//! Search Session Manager
//!
//! 状態遷移: `Idle → Submitting → Active → Appending → Active`、失効時は `Active → Expired`。
//!
//! `has_more` は「直前のページが満杯だったか」からの推測にすぎない。
//! 残り件数がページサイズのちょうど倍数のときは、空ページを 1 回取ってはじめて「続きなし」が確定する。
//! 空ページは推測より優先する。

use common::domain::IdempotencyKey;
use common::error::Error;
use common::http::{path_segment, RequestOptions};
use common::ports::outbound::{LogLevel, LogRecord};
use serde_json::json;
use std::sync::Mutex;

use super::Deps;
use crate::domain::{
    page_suggests_more, MoreResponse, RecentSearch, SearchId, SearchPhase, SearchResponse, SearchSession,
};
use crate::store::QueryKey;

/// 送信中の検索 1 件（同じ操作の再送は同じキーを使う）
#[derive(Debug, Clone, PartialEq)]
pub struct SearchTicket {
    key: IdempotencyKey,
    query_text: String,
    open_to_work_only: bool,
    previous_phase: SearchPhase,
}

impl SearchTicket {
    pub fn key(&self) -> &IdempotencyKey {
        &self.key
    }

    pub fn query_text(&self) -> &str {
        &self.query_text
    }
}

/// 送信中の追加ページ取得 1 件
#[derive(Debug, Clone, PartialEq, Eq)]
pub struct PageTicket {
    search_id: SearchId,
    offset: usize,
    limit: usize,
    from_history: bool,
}

impl PageTicket {
    pub fn offset(&self) -> usize {
        self.offset
    }
}

#[derive(Debug, Clone, PartialEq, Eq)]
pub enum SearchOutcome {
    Started {
        search_id: SearchId,
        result_count: usize,
        has_more: bool,
    },
    /// 送信中のため何もしなかった
    Ignored,
}

#[derive(Debug, Clone, PartialEq, Eq)]
pub enum LoadMoreOutcome {
    Appended { added: usize, has_more: bool },
    /// セッションなし・取得中・続きなし
    Ignored,
    /// 別の検索に置き換わった後に届いたページを捨てた
    Discarded,
}

pub struct SearchSessionManager {
    deps: Deps,
    failed: Mutex<Option<SearchTicket>>,
}

impl SearchSessionManager {
    pub fn new(deps: Deps) -> Self {
        Self {
            deps,
            failed: Mutex::new(None),
        }
    }

    pub fn phase(&self) -> SearchPhase {
        self.deps.store.read(|s| s.search.phase)
    }

    pub fn session(&self) -> Option<SearchSession> {
        self.deps.store.read(|s| s.search.session.clone())
    }

    fn page_size(&self) -> usize {
        self.deps.settings.page_size
    }

    // --- 新規検索

    /// 送信を開始する。空の検索語はエラー、送信中なら `None`。
    /// 新しい操作なので毎回新しい冪等キーを作る。
    pub fn begin_search(&self, text: &str, open_to_work_only: bool) -> Result<Option<SearchTicket>, Error> {
        let query_text = text.trim();
        if query_text.is_empty() {
            return Err(Error::invalid_argument("Search query must not be empty"));
        }
        let ticket = self.enter_submitting().map(|previous_phase| SearchTicket {
            key: self.deps.keys.next_key(),
            query_text: query_text.to_string(),
            open_to_work_only,
            previous_phase,
        });
        Ok(ticket)
    }

    /// 送信中へ移る。すでに送信中なら `None`、そうでなければ失敗時に戻すフェーズを返す。
    /// 取得中の追加ページは置き換わるので、戻り先は `Active` になる。
    fn enter_submitting(&self) -> Option<SearchPhase> {
        self.deps.store.write(|s| {
            if s.search.phase == SearchPhase::Submitting {
                return None;
            }
            let previous = match s.search.phase {
                SearchPhase::Appending => SearchPhase::Active,
                other => other,
            };
            s.search.phase = SearchPhase::Submitting;
            Some(previous)
        })
    }

    /// POST /search（冪等キー付き）
    pub fn send_search(&self, ticket: &SearchTicket) -> Result<SearchResponse, Error> {
        let body = json!({
            "query": ticket.query_text,
            "open_to_work_only": ticket.open_to_work_only,
        });
        self.deps
            .client
            .with_idempotency("/search", &ticket.key, RequestOptions::post(body))
    }

    /// 応答を反映する。失敗時はセッションを変えず、クレジットも消費されたとはみなさない。
    pub fn complete_search(
        &self,
        ticket: SearchTicket,
        result: Result<SearchResponse, Error>,
    ) -> Result<SearchOutcome, Error> {
        match result {
            Ok(resp) => {
                let has_more = page_suggests_more(resp.people.len(), self.page_size());
                let outcome = SearchOutcome::Started {
                    search_id: resp.search_id.clone(),
                    result_count: resp.people.len(),
                    has_more,
                };
                self.deps.store.write(|s| {
                    s.search.session = Some(SearchSession {
                        search_id: resp.search_id,
                        query_text: ticket.query_text.clone(),
                        open_to_work_only: ticket.open_to_work_only,
                        results: resp.people,
                        has_more,
                        from_history: false,
                    });
                    s.search.phase = SearchPhase::Active;
                    s.queries.invalidate(&QueryKey::Credits);
                    s.queries.invalidate(&QueryKey::RecentSearches);
                });
                self.set_failed(None);
                if let SearchOutcome::Started { search_id, result_count, .. } = &outcome {
                    self.deps.emit(
                        LogRecord::new(LogLevel::Info, "search completed")
                            .kind("search")
                            .field("search_id", search_id.as_str())
                            .field("result_count", *result_count)
                            .field("has_more", has_more),
                    );
                }
                Ok(outcome)
            }
            Err(e) => {
                self.deps
                    .store
                    .write(|s| s.search.phase = ticket.previous_phase);
                self.deps.emit_failure("search", "search submission failed", &e);
                self.set_failed(Some(ticket));
                Err(e)
            }
        }
    }

    /// 検索を送信して結果をセッションに反映する
    pub fn perform_search(&self, text: &str, open_to_work_only: bool) -> Result<SearchOutcome, Error> {
        let Some(ticket) = self.begin_search(text, open_to_work_only)? else {
            return Ok(SearchOutcome::Ignored);
        };
        let result = self.send_search(&ticket);
        self.complete_search(ticket, result)
    }

    /// 直前に失敗した送信を、同じ検索語・同じ冪等キーで送り直す
    pub fn retry_search(&self) -> Result<SearchOutcome, Error> {
        let Some(failed) = self.take_failed() else {
            return Err(Error::invalid_argument("No failed search to retry"));
        };
        let ticket = self.enter_submitting().map(|previous_phase| SearchTicket {
            previous_phase,
            ..failed.clone()
        });
        let Some(ticket) = ticket else {
            self.set_failed(Some(failed));
            return Ok(SearchOutcome::Ignored);
        };
        let result = self.send_search(&ticket);
        self.complete_search(ticket, result)
    }

    /// 再送待ちの検索（失敗した送信のキーを保持している）
    pub fn failed_search(&self) -> Option<SearchTicket> {
        self.failed.lock().unwrap_or_else(|e| e.into_inner()).clone()
    }

    fn take_failed(&self) -> Option<SearchTicket> {
        self.failed.lock().unwrap_or_else(|e| e.into_inner()).take()
    }

    fn set_failed(&self, ticket: Option<SearchTicket>) {
        *self.failed.lock().unwrap_or_else(|e| e.into_inner()) = ticket;
    }

    // --- 追加ページ

    /// 追加取得を開始する。セッションなし・取得中・続きなしなら `None`。
    pub fn begin_load_more(&self) -> Option<PageTicket> {
        let limit = self.page_size();
        self.deps.store.write(|s| {
            if s.search.phase != SearchPhase::Active {
                return None;
            }
            let session = s.search.session.as_ref().filter(|sess| sess.has_more)?;
            let ticket = PageTicket {
                search_id: session.search_id.clone(),
                offset: session.results.len(),
                limit,
                from_history: session.from_history,
            };
            s.search.phase = SearchPhase::Appending;
            Some(ticket)
        })
    }

    /// GET /search/{id}/more?offset&limit[&history]
    pub fn send_load_more(&self, ticket: &PageTicket) -> Result<MoreResponse, Error> {
        self.deps.client.call(&more_path(ticket), RequestOptions::get())
    }

    pub fn complete_load_more(
        &self,
        ticket: PageTicket,
        result: Result<MoreResponse, Error>,
    ) -> Result<LoadMoreOutcome, Error> {
        let is_current = self.deps.store.read(|s| {
            s.search
                .session
                .as_ref()
                .is_some_and(|sess| sess.search_id == ticket.search_id)
        });
        if !is_current {
            return match result {
                Ok(_) => Ok(LoadMoreOutcome::Discarded),
                Err(e) => Err(e),
            };
        }

        match result {
            Ok(page) => {
                let added = page.people.len();
                let has_more = page_suggests_more(added, ticket.limit);
                self.deps.store.write(|s| {
                    if let Some(session) = s.search.session.as_mut() {
                        session.results.extend(page.people);
                        session.has_more = has_more;
                    }
                    settle_appending(&mut s.search.phase, SearchPhase::Active);
                    s.queries.invalidate(&QueryKey::Credits);
                });
                self.deps.emit(
                    LogRecord::new(LogLevel::Debug, "search page appended")
                        .kind("search")
                        .field("search_id", ticket.search_id.as_str())
                        .field("offset", ticket.offset)
                        .field("added", added)
                        .field("has_more", has_more),
                );
                Ok(LoadMoreOutcome::Appended { added, has_more })
            }
            Err(e) => {
                let expired = e.is_not_found();
                self.deps.store.write(|s| {
                    if expired {
                        if let Some(session) = s.search.session.as_mut() {
                            session.has_more = false;
                        }
                        settle_appending(&mut s.search.phase, SearchPhase::Expired);
                    } else {
                        settle_appending(&mut s.search.phase, SearchPhase::Active);
                    }
                });
                self.deps.emit_failure("search", "loading more results failed", &e);
                Err(e)
            }
        }
    }

    /// 次のページを取得して末尾に追加する
    pub fn load_more(&self) -> Result<LoadMoreOutcome, Error> {
        let Some(ticket) = self.begin_load_more() else {
            return Ok(LoadMoreOutcome::Ignored);
        };
        let result = self.send_load_more(&ticket);
        self.complete_load_more(ticket, result)
    }

    // --- 検索履歴から開く

    /// 検索履歴から 1 件を開く（最初のページを `history=true` で取り直す。新しいキーは作らない）
    pub fn open_recent_search(&self, recent: &RecentSearch) -> Result<SearchOutcome, Error> {
        let Some(previous_phase) = self.enter_submitting() else {
            return Ok(SearchOutcome::Ignored);
        };

        let ticket = PageTicket {
            search_id: recent.search_id.clone(),
            offset: 0,
            limit: self.page_size(),
            from_history: true,
        };
        match self.send_load_more(&ticket) {
            Ok(page) => {
                let has_more = page_suggests_more(page.people.len(), ticket.limit);
                let result_count = page.people.len();
                self.deps.store.write(|s| {
                    s.search.session = Some(SearchSession {
                        search_id: recent.search_id.clone(),
                        query_text: recent.query_text.clone(),
                        open_to_work_only: recent.open_to_work_only,
                        results: page.people,
                        has_more,
                        from_history: true,
                    });
                    s.search.phase = SearchPhase::Active;
                    s.queries.invalidate(&QueryKey::Credits);
                });
                Ok(SearchOutcome::Started {
                    search_id: recent.search_id.clone(),
                    result_count,
                    has_more,
                })
            }
            Err(e) => {
                self.deps.store.write(|s| s.search.phase = previous_phase);
                self.deps.emit_failure("search", "opening recent search failed", &e);
                Err(e)
            }
        }
    }
}

/// 追加取得の完了で動かすのは `Appending` のときだけ。
/// 取得中に新しい検索が始まっていれば `Submitting` のまま残す。
fn settle_appending(phase: &mut SearchPhase, next: SearchPhase) {
    if *phase == SearchPhase::Appending {
        *phase = next;
    }
}

fn more_path(ticket: &PageTicket) -> String {
    let mut path = format!(
        "/search/{}/more?offset={}&limit={}",
        path_segment(ticket.search_id.as_str()),
        ticket.offset,
        ticket.limit
    );
    if ticket.from_history {
        path.push_str("&history=true");
    }
    path
}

What you need to do:
Copy out each line from the preceding entries that mentions the word "domain".

Response:
use common::domain::IdempotencyKey;
use crate::domain::{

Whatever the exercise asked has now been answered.